//! Dictionary-backed Indonesian stemmer.
//!
//! Confix stripping in the order particle → possessive pronoun →
//! derivational suffix → up to three derivational prefixes. A removal only
//! counts when what is left is a known root; a word that never reaches a
//! root is returned unchanged. Prefix rules that lose a letter (`meny-`,
//! `mem-`, `men-`, `meng-`, `ber-`, ...) try each recoding against the
//! dictionary.

use std::collections::HashSet;
use std::sync::LazyLock;

use thiserror::Error;

/// One root per line.
static ROOT_WORDS: LazyLock<HashSet<&'static str>> = LazyLock::new(|| {
    include_str!("data/kata_dasar.txt")
        .lines()
        .map(str::trim)
        .filter(|w| !w.is_empty())
        .collect()
});

const PARTICLES: &[&str] = &["kah", "lah", "pun"];
const POSSESSIVES: &[&str] = &["nya", "ku", "mu"];
const MAX_PREFIXES: usize = 3;

#[derive(Debug, Error, PartialEq, Eq)]
pub enum StemError {
    #[error("no stemmable characters in {0:?}")]
    Unstemmable(String),
}

pub trait Stem {
    fn stem(&self, word: &str) -> Result<String, StemError>;
}

#[derive(Debug, Default, Clone, Copy)]
pub struct IndonesianStemmer;

fn is_root(word: &str) -> bool {
    ROOT_WORDS.contains(word)
}

#[derive(Debug, Clone, Copy, PartialEq, Eq)]
enum Suffix {
    None,
    Kan,
    An,
    I,
}

#[derive(Debug, Clone, Copy, PartialEq, Eq)]
enum Prefix {
    Be,
    Di,
    Ke,
    Me,
    Pe,
    Se,
    Te,
}

/// Confixes Indonesian morphology does not form (`ke-…-i`, `di-…-an`, ...).
fn disallowed(prefix: Prefix, suffix: Suffix) -> bool {
    matches!(
        (prefix, suffix),
        (Prefix::Be, Suffix::I)
            | (Prefix::Di, Suffix::An)
            | (Prefix::Ke, Suffix::I)
            | (Prefix::Ke, Suffix::Kan)
            | (Prefix::Me, Suffix::An)
            | (Prefix::Se, Suffix::I)
            | (Prefix::Se, Suffix::Kan)
            | (Prefix::Te, Suffix::An)
    )
}

fn is_vowel(c: u8) -> bool {
    matches!(c, b'a' | b'e' | b'i' | b'o' | b'u')
}

fn strip_any<'a>(word: &'a str, suffixes: &[&str]) -> Option<&'a str> {
    suffixes
        .iter()
        .find_map(|s| word.strip_suffix(*s))
        .filter(|rest| rest.len() > 2)
}

/// Suffix-stripped forms of `word`, most stripped first, ending with the
/// word itself.
fn suffix_variants(word: &str) -> Vec<(String, Suffix)> {
    let mut inflected = vec![word];
    let mut inf = word;
    if let Some(w) = strip_any(inf, PARTICLES) {
        inflected.push(w);
        inf = w;
    }
    if let Some(w) = strip_any(inf, POSSESSIVES) {
        inflected.push(w);
        inf = w;
    }

    let mut out = Vec::new();
    if inf.len() > 5 && inf.ends_with("kan") {
        out.push((inf[..inf.len() - 3].to_string(), Suffix::Kan));
        out.push((inf[..inf.len() - 2].to_string(), Suffix::An));
    } else if inf.len() > 4 && inf.ends_with("an") {
        out.push((inf[..inf.len() - 2].to_string(), Suffix::An));
    } else if inf.len() > 3 && inf.ends_with('i') {
        out.push((inf[..inf.len() - 1].to_string(), Suffix::I));
    }
    out.extend(inflected.iter().rev().map(|w| (w.to_string(), Suffix::None)));
    out
}

/// Every way to take one prefix off `word`, with recodings.
fn prefix_removals(word: &str) -> Vec<(String, Prefix)> {
    let b = word.as_bytes();
    let vowel_at = |i: usize| b.get(i).is_some_and(|c| is_vowel(*c));
    let consonant_at = |i: usize| b.get(i).is_some_and(|c| !is_vowel(*c));
    let tail = |n: usize| word[n..].to_string();
    let one = |n: usize, p: Prefix| vec![(tail(n), p)];
    // drop `n` bytes, then try the rest both bare and with `lost` restored
    let recode = |n: usize, bare: &str, lost: &str, p: Prefix| {
        vec![
            (format!("{}{}", bare, tail(n)), p),
            (format!("{}{}", lost, tail(n)), p),
        ]
    };

    if word.starts_with("di") {
        return one(2, Prefix::Di);
    }
    if word.starts_with("ke") {
        return one(2, Prefix::Ke);
    }
    if word.starts_with("se") {
        return one(2, Prefix::Se);
    }
    if word.starts_with("ter") {
        return if vowel_at(3) {
            recode(3, "", "r", Prefix::Te)
        } else {
            one(3, Prefix::Te)
        };
    }
    if word.starts_with("belajar") {
        return vec![(format!("ajar{}", tail(7)), Prefix::Be)];
    }
    if word.starts_with("ber") {
        return if vowel_at(3) {
            recode(3, "", "r", Prefix::Be)
        } else {
            one(3, Prefix::Be)
        };
    }
    // be-kerja, be-serta
    if word.starts_with("be") && consonant_at(2) && b.get(3..5) == Some(b"er".as_slice()) {
        return one(2, Prefix::Be);
    }
    if word.starts_with("pelajar") {
        return vec![(format!("ajar{}", tail(7)), Prefix::Pe)];
    }

    for (head, p) in [("me", Prefix::Me), ("pe", Prefix::Pe)] {
        if !word.starts_with(head) {
            continue;
        }
        let rest = &word[2..];
        if rest.starts_with("ny") && vowel_at(4) {
            return vec![(format!("s{}", tail(4)), p)];
        }
        if rest.starts_with("ng") {
            return if vowel_at(4) {
                recode(4, "", "k", p)
            } else {
                one(4, p)
            };
        }
        if rest.starts_with('m') {
            if vowel_at(3) {
                return recode(3, "m", "p", p);
            }
            if matches!(b.get(3), Some(b'b' | b'f' | b'v' | b'p')) {
                return one(3, p);
            }
        }
        if rest.starts_with('n') {
            if vowel_at(3) {
                return recode(3, "n", "t", p);
            }
            if matches!(b.get(3), Some(b'c' | b'd' | b'j' | b's' | b't' | b'z')) {
                return one(3, p);
            }
        }
        if p == Prefix::Pe && rest.starts_with('r') {
            return if vowel_at(3) {
                recode(3, "", "r", p)
            } else {
                one(3, p)
            };
        }
        if consonant_at(2) {
            return one(2, p);
        }
    }
    Vec::new()
}

fn find_root(word: &str, depth: usize, suffix: Suffix) -> Option<String> {
    for (rest, prefix) in prefix_removals(word) {
        if depth == 0 && disallowed(prefix, suffix) {
            continue;
        }
        if rest.len() < 3 {
            continue;
        }
        if is_root(&rest) {
            return Some(rest);
        }
        if depth + 1 < MAX_PREFIXES {
            if let Some(root) = find_root(&rest, depth + 1, suffix) {
                return Some(root);
            }
        }
    }
    None
}

impl Stem for IndonesianStemmer {
    fn stem(&self, word: &str) -> Result<String, StemError> {
        let normalized: String = word
            .to_lowercase()
            .chars()
            .filter(|c| c.is_ascii_alphanumeric())
            .collect();
        if normalized.is_empty() {
            return Err(StemError::Unstemmable(word.to_string()));
        }
        if normalized.len() <= 3 || is_root(&normalized) {
            return Ok(normalized);
        }

        let variants = suffix_variants(&normalized);
        if let Some((root, _)) = variants.iter().find(|(w, _)| is_root(w)) {
            return Ok(root.clone());
        }
        for (w, suffix) in &variants {
            if let Some(root) = find_root(w, 0, *suffix) {
                return Ok(root);
            }
        }
        Ok(normalized)
    }
}

#[cfg(test)]
mod tests {
    use super::*;

    fn stem(word: &str) -> String {
        IndonesianStemmer.stem(word).unwrap()
    }

    #[test]
    fn short_roots_untouched() {
        assert_eq!(stem("tidak"), "tidak");
        assert_eq!(stem("buku"), "buku");
        assert_eq!(stem("makan"), "makan");
    }

    #[test]
    fn roots_that_look_prefixed_stay_whole() {
        for word in [
            "berita",
            "media",
            "menteri",
            "terima",
            "kemarin",
            "perempuan",
            "peristiwa",
            "pesawat",
        ] {
            assert_eq!(stem(word), word);
        }
    }

    #[test]
    fn first_order_prefixes() {
        assert_eq!(stem("menyebabkan"), "sebab");
        assert_eq!(stem("membaca"), "baca");
        assert_eq!(stem("memukul"), "pukul");
        assert_eq!(stem("dimakan"), "makan");
        assert_eq!(stem("pembangunan"), "bangun");
        assert_eq!(stem("kebersihan"), "bersih");
        assert_eq!(stem("dikabarkan"), "kabar");
    }

    #[test]
    fn recoded_prefixes() {
        assert_eq!(stem("pemerintah"), "perintah");
        assert_eq!(stem("penyakit"), "sakit");
        assert_eq!(stem("menari"), "tari");
        assert_eq!(stem("pemain"), "main");
        assert_eq!(stem("bekerja"), "kerja");
    }

    #[test]
    fn confixes() {
        assert_eq!(stem("kementerian"), "menteri");
        assert_eq!(stem("kesehatan"), "sehat");
        assert_eq!(stem("memberikan"), "beri");
        assert_eq!(stem("memperbaiki"), "baik");
    }

    #[test]
    fn possessive_and_particle() {
        assert_eq!(stem("bukunya"), "buku");
        assert_eq!(stem("rumahnyalah"), "rumah");
    }

    #[test]
    fn second_order_prefixes() {
        assert_eq!(stem("belajar"), "ajar");
        assert_eq!(stem("bermainan"), "main");
        assert_eq!(stem("perbaikan"), "baik");
    }

    #[test]
    fn unknown_words_returned_unchanged() {
        assert_eq!(stem("dinosaurus"), "dinosaurus");
        assert_eq!(
            stem("pertanggungjawabanmasyarakatx"),
            "pertanggungjawabanmasyarakatx"
        );
    }

    #[test]
    fn non_letters_are_an_error() {
        assert_eq!(
            IndonesianStemmer.stem("日本語"),
            Err(StemError::Unstemmable("日本語".to_string()))
        );
        assert_eq!(stem("café"), "caf");
    }
}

-*-*-

◆ YOUR INSTRUCTIONS ◆
If a line of the data contains the word "Option", it should be counted; state the total and nothing more.

◆ TASK OUTPUT ◆
2